The sold-out crowd of nearly 24,000 at Ashe Stadium was also entirely on Williams’ corner.

“That stadium is so big, once you pack it with a bunch of passionate people, it’s a game changer,” Hechtman said. “It took a little while to get some rhythm, but it started to come together. It was a great win against Kontaveit, but it was still only the second round. None of us got carried away.”

lost to Tomljanovic

Will actually make Williams go around in circles. She also lost the third round in her first U.S. Open singles match in 1998, and since then she has never lost in 19 matches: winning six titles.

But expectations are different this year. The third round feels like an achievement considering her recent level of play. But as Williams gets deeper into the game, the challenge will be managing the burden of singles and doubles play. She played doubles in a tournament with sister Venus for the first time in more than four years, losing in the first round to Lucy Hradka of the Czech Republic 7-6 (5), 6-4 in the first round on Thursday. and Linda Noskova.

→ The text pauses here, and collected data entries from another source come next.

use crate::cached::access_count_key;
use crate::config::ResolverConfig;
use parking_lot::Mutex;
use std::collections::HashMap;
use std::sync::Arc;
use std::time::Duration;
use tether_core::{KvCache, LinkStore};
use tokio::sync::mpsc::error::TrySendError;
use tokio::sync::{mpsc, oneshot};
use tokio::task::JoinHandle;
use tokio::time::MissedTickBehavior;
use tracing::{debug, trace, warn};

enum Message {
    Hit(String),
    Flush(oneshot::Sender<()>),
    Shutdown(oneshot::Sender<()>),
}

/// Records cache-hit resolutions without waiting on any I/O.
///
/// Hits are queued for the [`CounterFlusher`] task; when the queue is full
/// or the task has stopped the hit is dropped and logged.
#[derive(Debug, Clone)]
pub struct HitRecorder {
    tx: mpsc::Sender<Message>,
}

impl HitRecorder {
    pub fn record(&self, code: &str) {
        match self.tx.try_send(Message::Hit(code.to_owned())) {
            Ok(()) => {}
            Err(TrySendError::Full(_)) => {
                warn!(code, "Hit queue is full, dropping access count update");
            }
            Err(TrySendError::Closed(_)) => {
                debug!(code, "Counter flusher has stopped, dropping access count update");
            }
        }
    }
}

/// Controls a running [`CounterFlusher`].
#[derive(Debug)]
pub struct FlusherHandle {
    tx: mpsc::Sender<Message>,
    task: Mutex<Option<JoinHandle<()>>>,
}

impl FlusherHandle {
    /// Writes every pending hit to the store and waits until it is done.
    ///
    /// Returns immediately if the flusher has already stopped.
    pub async fn flush(&self) {
        let (ack, done) = oneshot::channel();
        if self.tx.send(Message::Flush(ack)).await.is_ok() {
            let _ = done.await;
        }
    }

    /// Flushes pending hits and stops the flusher. Later hits are dropped.
    pub async fn shutdown(&self) {
        let (ack, done) = oneshot::channel();
        if self.tx.send(Message::Shutdown(ack)).await.is_ok() {
            let _ = done.await;
        }

        let task = self.task.lock().take();
        if let Some(task) = task {
            if let Err(e) = task.await {
                warn!(error = %e, "Counter flusher task failed");
            }
        }
    }
}

/// Background task that turns cache hits into store access counts.
///
/// Each hit bumps the code's counter in the cache (`access_count:<code>`,
/// given an expiry when first created) and adds one pending hit for the
/// code. Pending hits are written with `add_access_count` when the counter
/// reaches a multiple of `flush_batch`, every `flush_interval`, on
/// [`FlusherHandle::flush`] and on shutdown.
///
/// Cache failures are logged and counting continues. A failed store write
/// keeps its hits pending for the next flush.
pub struct CounterFlusher<S, C> {
    store: Arc<S>,
    cache: Arc<C>,
    counter_ttl: Duration,
    flush_batch: i64,
    pending: HashMap<String, i64>,
}

impl<S: LinkStore, C: KvCache> CounterFlusher<S, C> {
    /// Spawns the flusher on the current Tokio runtime.
    ///
    /// # Panics
    ///
    /// Panics if called outside a Tokio runtime.
    pub fn spawn(store: Arc<S>, cache: Arc<C>, config: &ResolverConfig) -> (HitRecorder, FlusherHandle) {
        let (tx, rx) = mpsc::channel(config.hit_channel_capacity.max(1));
        let flusher = Self {
            store,
            cache,
            counter_ttl: config.counter_ttl,
            flush_batch: config.flush_batch.max(1),
            pending: HashMap::new(),
        };
        let task = tokio::spawn(flusher.run(rx, config.flush_interval));

        (
            HitRecorder { tx: tx.clone() },
            FlusherHandle {
                tx,
                task: Mutex::new(Some(task)),
            },
        )
    }

    async fn run(mut self, mut rx: mpsc::Receiver<Message>, flush_interval: Duration) {
        let mut ticker = tokio::time::interval(flush_interval);
        ticker.set_missed_tick_behavior(MissedTickBehavior::Delay);
        // the first tick completes immediately
        ticker.tick().await;

        loop {
            tokio::select! {
                message = rx.recv() => match message {
                    Some(Message::Hit(code)) => self.on_hit(code).await,
                    Some(Message::Flush(ack)) => {
                        self.flush_all().await;
                        let _ = ack.send(());
                    }
                    Some(Message::Shutdown(ack)) => {
                        self.flush_all().await;
                        let _ = ack.send(());
                        break;
                    }
                    None => {
                        self.flush_all().await;
                        break;
                    }
                },
                _ = ticker.tick() => self.flush_all().await,
            }
        }

        if !self.pending.is_empty() {
            warn!(codes = self.pending.len(), "Counter flusher stopped with unflushed hits");
        }
        debug!("Counter flusher stopped");
    }

    async fn on_hit(&mut self, code: String) {
        let key = access_count_key(&code);
        *self.pending.entry(code.clone()).or_insert(0) += 1;

        match self.cache.incr(&key).await {
            Ok(count) => {
                if count == 1 {
                    if let Err(e) = self.cache.expire(&key, self.counter_ttl).await {
                        warn!(code = %code, error = %e, "Failed to set access counter expiry");
                    }
                }
                if count % self.flush_batch == 0 {
                    trace!(code = %code, count, "Access counter reached flush threshold");
                    self.flush(&code).await;
                }
            }
            Err(e) => {
                warn!(code = %code, error = %e, "Failed to increment access counter");
            }
        }
    }

    async fn flush(&mut self, code: &str) {
        let Some(delta) = self.pending.remove(code) else {
            return;
        };

        match self.store.add_access_count(code, delta).await {
            Ok(Some(total)) => trace!(code, delta, total, "Flushed access count"),
            Ok(None) => warn!(code, delta, "Dropping hits for a code the store does not know"),
            Err(e) => {
                warn!(code, delta, error = %e, "Failed to flush access count, keeping hits pending");
                *self.pending.entry(code.to_owned()).or_insert(0) += delta;
            }
        }
    }

    async fn flush_all(&mut self) {
        if self.pending.is_empty() {
            return;
        }
        let codes: Vec<String> = self.pending.keys().cloned().collect();
        debug!(codes = codes.len(), "Flushing pending access counts");
        for code in codes {
            self.flush(&code).await;
        }
    }
}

Unlike the regular tour, the Grand Slams allow women’s singles players to take a day off between rounds of singles, with occasional exceptions. Unlike men who play best-of-five games, women play best-of-three games.

But playing doubles on what is usually a recovery day still poses a bigger risk for Williams, 40. The last time she and Venus played doubles at a major – the 2018 French Open – Williams withdrew from the singles before the fourth round, aggravated by a chest injury in the doubles match.

Muratoglu had advised against competing in both events because Williams was returning from a long hiatus and she was unhappy that, until now, Williams has not competed with her in the majors. The sisters play singles and doubles together.

But in what is most likely Williams’ final game, it sounds like a heartbreaking decision.

“I think it was very important for her to be involved,” Williams said of Venus. “She’s my rock. I’m so excited to play with her and do it again. It’s been a long time.”

Hechtman, who also coaches Venus Williams, said he fully supports the decision. “I think she’s great at doubles,” he said of Williams. “It’s not just doubles, it’s the fact that you get reps when you serve, return and score and play with the crowd again.”

Hechtman didn’t push Serena to play doubles in her warm-up.

“It’s a different situation,” he said. “It’s her last match. It’s a grand slam, you have rest days between singles matches, and usually you practice on that day, so you play doubles. I talked to her at Cincy. A little, like, ‘You know what? That makes perfect sense.'”

Also meaningful to Hechtman is the decision to play singles ahead of the U.S. Open, something Williams didn’t do before Wimbledon, where she lost in the first round to unseeded French woman Hamo. Ni Tan.

“I personally think we’re ready for Wimbledon,” he said. “The only thing we don’t have are those games. Even though she took some hits in Cincy’s games, I think those games are crucial to getting to the level she’s doing here. You can’t say for sure they made changes, but I would say they are very important.”

Scouting and preparation are also important in New York. She has not faced her first-round opponents, Danka Kovinic or Kontaveit, nor Tomljanovic. Hechtman said he and Williams have been getting their opponents’ input from the USTA’s analytics team, working closely with Rinaldi and performance analytics director David Ramos.

“It helps us see clearly how Serena’s strengths match up against opponents’ weaknesses, and we go from there,” Hechtman said.

Hechtman said he also welcomes the arrival of ESPN analyst, coach and former doubles No. 1 Rennae Stubbs, who has been consulting in New York.

“They’ve been friends for a long time, and the more positive people — it’s a very emotional state — the better,” he said. “I’m all for it. Look, I’m here to win, so anything that helps us get over the top.”